A viewing dilemma

  • Unknown's avatar

    Do you mean 96 DPI (not 69)? I leave mine at 96 (except on my 5″ screen on my Sony, in which case I set it at 110).

  • Unknown's avatar

    Yes, sorry, 69 should be 96…

  • Unknown's avatar

    The option for DPI 144 has disappeared from the list…maybe it was a once-in-a-lifetime choice, like marriage…

    OK, I decided to stick with 1680 x 1050 resolution because that’s what the install disk prescribed for this kind of monitor. It also prescribed 144 DPI, but that choice is gone, so I opt for 120 over 96, because 120 increases the webpages a bit, and therefore needs a little less Zoom+.

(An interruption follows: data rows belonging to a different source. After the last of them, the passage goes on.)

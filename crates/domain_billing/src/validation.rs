//! Bill validation rules
//!
//! Create and update requests are checked here before they reach the store.
//! Every failing field is reported, not only the first one.
//!
//! # Validation Rules
//!
//! - `data_vencimento` (due date) is required
//! - `valor` (amount) is required, with at most 2 decimal places and 17
//!   integer digits
//! - `descricao` (description) is required and must not be blank
//! - `situacao` (situation) is optional; the caller decides the fallback

use core_kernel::FieldViolation;

use crate::bill::{fit_amount, BillInput, NewBill, Situation};

/// Wire names of the bill fields
pub mod fields {
    pub const PAYMENT_DATE: &str = "data_pagamento";
    pub const DUE_DATE: &str = "data_vencimento";
    pub const AMOUNT: &str = "valor";
    pub const DESCRIPTION: &str = "descricao";
    pub const SITUATION: &str = "situacao";
}

/// Result of bill validation
#[derive(Debug, Clone, Default, PartialEq)]
pub struct ValidationResult {
    /// List of validation failures
    pub violations: Vec<FieldViolation>,
}

impl ValidationResult {
    /// Whether no rule was violated
    pub fn is_valid(&self) -> bool {
        self.violations.is_empty()
    }

    /// Adds a violation for a field
    pub fn add(&mut self, field: &str, message: impl Into<String>) {
        self.violations.push(FieldViolation::new(field, message));
    }
}

/// Validator for incoming bill data
pub struct BillValidator;

impl BillValidator {
    /// Checks every rule against the input
    pub fn validate(input: &BillInput) -> ValidationResult {
        let mut result = ValidationResult::default();

        if input.due_date.is_none() {
            result.add(fields::DUE_DATE, "Due date cannot be null");
        }
        match input.amount {
            None => result.add(fields::AMOUNT, "Amount cannot be null"),
            Some(amount) => {
                if let Err(e) = fit_amount(amount) {
                    result.add(fields::AMOUNT, e.to_string());
                }
            }
        }
        match input.description.as_deref() {
            Some(description) if !description.trim().is_empty() => {}
            _ => result.add(fields::DESCRIPTION, "Description cannot be null"),
        }

        result
    }

    /// Validates the input and turns it into a storable bill
    ///
    /// # Arguments
    ///
    /// * `input` - The submitted fields
    /// * `fallback` - Situation to use when the input carries none
    ///
    /// # Errors
    ///
    /// Returns every violated rule when the input is invalid
    pub fn into_new_bill(input: BillInput, fallback: Situation) -> Result<NewBill, Vec<FieldViolation>> {
        let result = Self::validate(&input);
        if !result.is_valid() {
            return Err(result.violations);
        }

        match (input.due_date, input.amount, input.description) {
            (Some(due_date), Some(amount), Some(description)) => Ok(NewBill {
                payment_date: input.payment_date,
                due_date,
                amount: fit_amount(amount).map_err(|_| result.violations.clone())?,
                description,
                situation: input.situation.unwrap_or(fallback),
            }),
            _ => Err(result.violations),
        }
    }
}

    I simply can’t help what other internetters see. I hope they all think like you: ‘this weblog looks fine’.

    What a torture device; a computer.
    This man Gates is a maniac, a MANIAC he is.

  • Unknown's avatar

    I am new to all this .. I opened a 2nd Blog yesterday and uploaded some images but this evening the format of the first page has changed to Portrait style instead of a landscape format. This is just the front page. When I upload a new image the former first page moves to a landscape format as the 2nd image but the new image stays portrait .. tried to resolve it but I cant manage .. i have a 24inch monitor

    blog is http://andtheeyesinhishead.wordpress.com/

    Is there a simple answer to my problem

    thanks for any help

  • Unknown's avatar

    I see a blogpage in the center, taking up only one third of my total screenspace. The b+w photograph is huge and breaks through the right side borders of the template. That usually happens, when the pictures exceed 500 pixels wide.

  • Unknown's avatar

    Thank you, exactly what I see as well .. I will try and reduce the width pixels
    Thank you veru much for your help

  • Unknown's avatar

    It’s the same problem, actually. The Venice photograph stays now within the borders of your template, but even at 120 DPI (my setting, yours is probably 96) it looses in impact and in detail. The picture looks better already when I zoom in to 150%. It even survives a magnitude of 240%.
    But this magnifying should be a one time configuration, not something one has to activate for every webpage.
    Well, there is only one solution: buy an upgrade from your blogprovider, with CSS you can manipulate colours and move/add/remove borders so the template gets wider, and thus creates space for much larger images.

  • Unknown's avatar

    The situation sofar:

    Initially Firefox seemed to give a better screen image, but only because it configured the DPI at 144, whereas IE 7 has it set at a basic 96.
    I now settled for 120 DPI, it’s the best of, er, bad worlds, but it means zooming in at literally every webpage I open. I can’t believe this, it’s so 1988.

    On the Firefox Forum someone writes that the Zoom utility in ‘View’ remembers the enlarged values, and shows an enlarged page upon revisiting. At my side it doesn’t. Anyone who uses this option, and having no complaints? Tell me your secret.

    I have tried Autosizer, which which you can maximalize and/or restore webpages, it’s happily iconing away in my tasbar, but whatever I activate or resize manually; no results. At least no visible ones.

    I know I’m considered a notorious forum nag, and one may think this is not a wordpress item at all, but everyone running a weblog wants to show it off at its best advantage, right? Vivianpaige states she has no problems with het widescreem monitor whatsoever, so I copied her settings, but me sees problems. I found out that a couple of webloggers elsewehere are also most unhappy with the sizes and qualities of widescreen views, but are at a loss for a way to improve them.

    If you ask me, this item should receive much more attention on WordPress Support. Even with the possibility that Vivian is right and that the problems are my own fault, by some incorrect configuration or whatever. Well, I’m by far not the only one.

  • Unknown's avatar

    OK. It’s obvious that with various screen formats, ratio’s, DPI’s and resolutions a blogger simply cannot please every internet user. I discovered (finally!) that there is no need for the Zoom function in ‘View’, nor for a specially installed page magnifier on the Task Bar. CTRL and some hammering on the + digit enlarges or minimizes the page also. In the blink of an eye, it does. Which means 5-10 times faster then when you fiddle a Zoom tool.

    I immediately placed the CTRL trick as an advice on my weblogs. That should do it.